Note that while US internists “may view” the case as burdensome, the authors of this paper did not actually provide any data on compensation that would support their story. Nor did they even mention the fact that US primary care physicians might feel better equipped to manage coronary heart disease than chronic depression, or consider the possibility that the different patterns of referral might result in better or worse care.

 Even though their own data did away with the myth of unnecessary tests, these authors continued to promote its twin, the blithe assertion that US health care financing arrangements promote inconsistency. US internists are said to refer depression cases but not CHD cases because depression is “burdensome.” That UK physicians refer CHD cases but not depression cases is, for some unexplained reason, just right.

Comments (5)

Trackback URL | Comments RSS Feed

  1. Bruce says:

    I’m trying to figure this out. I suppose the answer is “no.”

  2. artk says:

    “figuring out whether the US health care system conducts “too many” tests”

    It’s often said that the most expensive piece of medical equipment is a doctor’s pen. There are many doctors that don’t order more tests then necessary, but it’s clear that many order many more then is necessary. I would recommend you all reread Atul Gawande’s article about how one Texas town costs Medicare twice the national average per patient yet it’s outcomes are no better then average.

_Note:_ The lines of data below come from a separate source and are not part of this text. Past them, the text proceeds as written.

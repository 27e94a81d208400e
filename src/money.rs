//! Fixed-point monetary amount with 2 decimal places.
//!
//! Uses `rust_decimal` internally and rounds half-up (midpoint away from
//! zero) on every construction, which is how ringgit amounts are rounded
//! on printed invoices.

use rust_decimal::{Decimal, RoundingStrategy};
use serde::{Deserialize, Deserializer, Serialize, Serializer};
use std::fmt;
use std::str::FromStr;

/// A monetary amount that always carries exactly 2 decimal places.
///
/// # Examples
///
/// ```
/// use std::str::FromStr;
/// use invoice_words::Money;
///
/// let amount = Money::from_str("1234.5").unwrap();
/// assert_eq!(amount.to_string(), "1234.50");
///
/// let rounded = Money::from_str("0.125").unwrap();
/// assert_eq!(rounded.to_string(), "0.13");
/// ```
#[derive(Debug, Clone, Copy, PartialEq, Eq, PartialOrd, Ord, Hash, Default)]
pub struct Money(Decimal);

impl Money {
    /// The number of decimal places to maintain.
    pub const SCALE: u32 = 2;

    /// Zero value.
    pub const ZERO: Self = Money(Decimal::ZERO);

    /// Creates a new `Money`, rounding half-up to 2 decimal places.
    pub fn new(value: Decimal) -> Self {
        let mut rounded =
            value.round_dp_with_strategy(Self::SCALE, RoundingStrategy::MidpointAwayFromZero);
        rounded.rescale(Self::SCALE);
        Money(rounded)
    }

    /// Returns the underlying decimal value.
    pub fn as_decimal(&self) -> Decimal {
        self.0
    }

    /// Adds two amounts, returning `None` on overflow.
    pub fn checked_add(self, rhs: Self) -> Option<Self> {
        self.0.checked_add(rhs.0).map(Money::new)
    }

    /// Returns `true` if this value is zero.
    pub fn is_zero(&self) -> bool {
        self.0.is_zero()
    }
}

impl FromStr for Money {
    type Err = rust_decimal::Error;

    fn from_str(s: &str) -> std::result::Result<Self, Self::Err> {
        let decimal = Decimal::from_str(s.trim())?;
        Ok(Money::new(decimal))
    }
}

impl fmt::Display for Money {
    fn fmt(&self, f: &mut fmt::Formatter<'_>) -> fmt::Result {
        write!(f, "{:.2}", self.0)
    }
}

impl Serialize for Money {
    fn serialize<S>(&self, serializer: S) -> std::result::Result<S::Ok, S::Error>
    where
        S: Serializer,
    {
        serializer.serialize_str(&self.to_string())
    }
}

impl<'de> Deserialize<'de> for Money {
    fn deserialize<D>(deserializer: D) -> std::result::Result<Self, D::Error>
    where
        D: Deserializer<'de>,
    {
        let s = String::deserialize(deserializer)?;
        Money::from_str(&s).map_err(serde::de::Error::custom)
    }
}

    http://www.newyorker.com/reporting/2009/06/01/090601fa_fact_gawande?currentPage=all

  3. Tom H. says:

    The answer — proposed more than once at this site –is to liberate the doctor and the patient from the current payment system. I don’t know if doctors order too many tests, and if they do, I don’t know if the reason is income related, fear of malpractice lawsuits or simply an attitude that reasouces are free. I do know that the current system does not encourage either doctor or patient to do a cost-benefit calculation before making decisions.

  4. John Goodman says:

    artk: check out this post: http://www.john-goodman-blog.com/taking-another-look-at-mcallen/#more-4250

    Gawande was wrong. McAllen, Texas does not have extraordinary medical costs. It has extraordinarily high Medicare billings. It’s easy to guess why that is. It is a poor, border city in which the only people with insurance are on Medicare or Medicaid and Medicaid rates are dirt cheap.

    So it looks like the doctors there find ways of getting Medicare to pay for a lot of the fixed costs. The MRI scanner and other expensive pieces of equipment have to get paid for somehow. McAllen providers discovered how to get we taxpayers to foot the bill.

  5. Linda Gorman says:

    artK,

    Your evidence that it is clear that “many” physicians order more tests than is necessary?